_Data for processing_:
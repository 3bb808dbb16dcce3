//! Heuristic label → architecture layer grouping.
//!
//! Rules are ordered `substring → layer` pairs matched case-insensitively
//! against a normalized label (separators removed). First match wins.

use std::fmt;
use std::str::FromStr;

pub const OTHER_LAYER: &str = "Other";

#[derive(Debug, Clone, PartialEq, Eq)]
pub struct LayerRule {
    pub pattern: String,
    pub layer: String,
}

#[derive(Debug, Clone, PartialEq, Eq)]
pub struct LayerRules {
    rules: Vec<LayerRule>,
}

fn normalize(text: &str) -> String {
    text.chars()
        .filter(|c| !matches!(c, '_' | '-' | ' ' | '.'))
        .flat_map(char::to_lowercase)
        .collect()
}

impl LayerRules {
    pub fn new(rules: Vec<LayerRule>) -> Self {
        let rules = rules
            .into_iter()
            .map(|r| LayerRule { pattern: normalize(&r.pattern), layer: r.layer })
            .filter(|r| !r.pattern.is_empty())
            .collect();
        Self { rules }
    }

    pub fn empty() -> Self {
        Self { rules: Vec::new() }
    }

    pub fn classify(&self, label: &str) -> &str {
        let normalized = normalize(label);
        self.rules
            .iter()
            .find(|r| normalized.contains(&r.pattern))
            .map(|r| r.layer.as_str())
            .unwrap_or(OTHER_LAYER)
    }

    /// Layers in the order they first appear in the rules, `Other` last.
    pub fn layer_order(&self) -> Vec<&str> {
        let mut order: Vec<&str> = Vec::new();
        for rule in &self.rules {
            if rule.layer != OTHER_LAYER && !order.contains(&rule.layer.as_str()) {
                order.push(&rule.layer);
            }
        }
        order.push(OTHER_LAYER);
        order
    }
}

impl Default for LayerRules {
    fn default() -> Self {
        const DEFAULT_RULES: &[(&str, &str)] = &[
            ("business", "Business"),
            ("application", "Application"),
            ("dataobject", "Application"),
            ("technology", "Technology"),
            ("systemsoftware", "Technology"),
            ("device", "Technology"),
            ("node", "Technology"),
            ("artifact", "Technology"),
            ("capability", "Strategy"),
            ("valuestream", "Strategy"),
            ("courseofaction", "Strategy"),
            ("resource", "Strategy"),
            ("stakeholder", "Motivation"),
            ("driver", "Motivation"),
            ("goal", "Motivation"),
            ("outcome", "Motivation"),
            ("principle", "Motivation"),
            ("requirement", "Motivation"),
            ("constraint", "Motivation"),
            ("workpackage", "Implementation & Migration"),
            ("deliverable", "Implementation & Migration"),
            ("plateau", "Implementation & Migration"),
        ];
        Self::new(
            DEFAULT_RULES
                .iter()
                .map(|(pattern, layer)| LayerRule {
                    pattern: pattern.to_string(),
                    layer: layer.to_string(),
                })
                .collect(),
        )
    }
}

impl FromStr for LayerRules {
    type Err = String;

    /// Parses `pattern=Layer;pattern=Layer`.
    fn from_str(s: &str) -> Result<Self, Self::Err> {
        let mut rules = Vec::new();
        for entry in s.split(';').map(str::trim).filter(|e| !e.is_empty()) {
            let (pattern, layer) = entry
                .split_once('=')
                .ok_or_else(|| format!("expected pattern=Layer, got '{}'", entry))?;
            let (pattern, layer) = (pattern.trim(), layer.trim());
            if pattern.is_empty() || layer.is_empty() {
                return Err(format!("empty pattern or layer in '{}'", entry));
            }
            rules.push(LayerRule { pattern: pattern.to_string(), layer: layer.to_string() });
        }
        Ok(Self::new(rules))
    }
}

impl fmt::Display for LayerRules {
    fn fmt(&self, f: &mut fmt::Formatter<'_>) -> fmt::Result {
        let rendered: Vec<String> = self
            .rules
            .iter()
            .map(|r| format!("{}={}", r.pattern, r.layer))
            .collect();
        f.write_str(&rendered.join(";"))
    }
}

_What the exercise asks_:
Print the listing in full, exactly as given.

_Solution to this exercise_:
repository 3bb808dbb16dcce3
//! Heuristic label → architecture layer grouping.
//!
//! Rules are ordered `substring → layer` pairs matched case-insensitively
//! against a normalized label (separators removed). First match wins.

use std::fmt;
use std::str::FromStr;

pub const OTHER_LAYER: &str = "Other";

#[derive(Debug, Clone, PartialEq, Eq)]
pub struct LayerRule {
    pub pattern: String,
    pub layer: String,
}

#[derive(Debug, Clone, PartialEq, Eq)]
pub struct LayerRules {
    rules: Vec<LayerRule>,
}

fn normalize(text: &str) -> String {
    text.chars()
        .filter(|c| !matches!(c, '_' | '-' | ' ' | '.'))
        .flat_map(char::to_lowercase)
        .collect()
}

impl LayerRules {
    pub fn new(rules: Vec<LayerRule>) -> Self {
        let rules = rules
            .into_iter()
            .map(|r| LayerRule { pattern: normalize(&r.pattern), layer: r.layer })
            .filter(|r| !r.pattern.is_empty())
            .collect();
        Self { rules }
    }

    pub fn empty() -> Self {
        Self { rules: Vec::new() }
    }

    pub fn classify(&self, label: &str) -> &str {
        let normalized = normalize(label);
        self.rules
            .iter()
            .find(|r| normalized.contains(&r.pattern))
            .map(|r| r.layer.as_str())
            .unwrap_or(OTHER_LAYER)
    }

    /// Layers in the order they first appear in the rules, `Other` last.
    pub fn layer_order(&self) -> Vec<&str> {
        let mut order: Vec<&str> = Vec::new();
        for rule in &self.rules {
            if rule.layer != OTHER_LAYER && !order.contains(&rule.layer.as_str()) {
                order.push(&rule.layer);
            }
        }
        order.push(OTHER_LAYER);
        order
    }
}

impl Default for LayerRules {
    fn default() -> Self {
        const DEFAULT_RULES: &[(&str, &str)] = &[
            ("business", "Business"),
            ("application", "Application"),
            ("dataobject", "Application"),
            ("technology", "Technology"),
            ("systemsoftware", "Technology"),
            ("device", "Technology"),
            ("node", "Technology"),
            ("artifact", "Technology"),
            ("capability", "Strategy"),
            ("valuestream", "Strategy"),
            ("courseofaction", "Strategy"),
            ("resource", "Strategy"),
            ("stakeholder", "Motivation"),
            ("driver", "Motivation"),
            ("goal", "Motivation"),
            ("outcome", "Motivation"),
            ("principle", "Motivation"),
            ("requirement", "Motivation"),
            ("constraint", "Motivation"),
            ("workpackage", "Implementation & Migration"),
            ("deliverable", "Implementation & Migration"),
            ("plateau", "Implementation & Migration"),
        ];
        Self::new(
            DEFAULT_RULES
                .iter()
                .map(|(pattern, layer)| LayerRule {
                    pattern: pattern.to_string(),
                    layer: layer.to_string(),
                })
                .collect(),
        )
    }
}

impl FromStr for LayerRules {
    type Err = String;

    /// Parses `pattern=Layer;pattern=Layer`.
    fn from_str(s: &str) -> Result<Self, Self::Err> {
        let mut rules = Vec::new();
        for entry in s.split(';').map(str::trim).filter(|e| !e.is_empty()) {
            let (pattern, layer) = entry
                .split_once('=')
                .ok_or_else(|| format!("expected pattern=Layer, got '{}'", entry))?;
            let (pattern, layer) = (pattern.trim(), layer.trim());
            if pattern.is_empty() || layer.is_empty() {
                return Err(format!("empty pattern or layer in '{}'", entry));
            }
            rules.push(LayerRule { pattern: pattern.to_string(), layer: layer.to_string() });
        }
        Ok(Self::new(rules))
    }
}

impl fmt::Display for LayerRules {
    fn fmt(&self, f: &mut fmt::Formatter<'_>) -> fmt::Result {
        let rendered: Vec<String> = self
            .rules
            .iter()
            .map(|r| format!("{}={}", r.pattern, r.layer))
            .collect();
        f.write_str(&rendered.join(";"))
    }
}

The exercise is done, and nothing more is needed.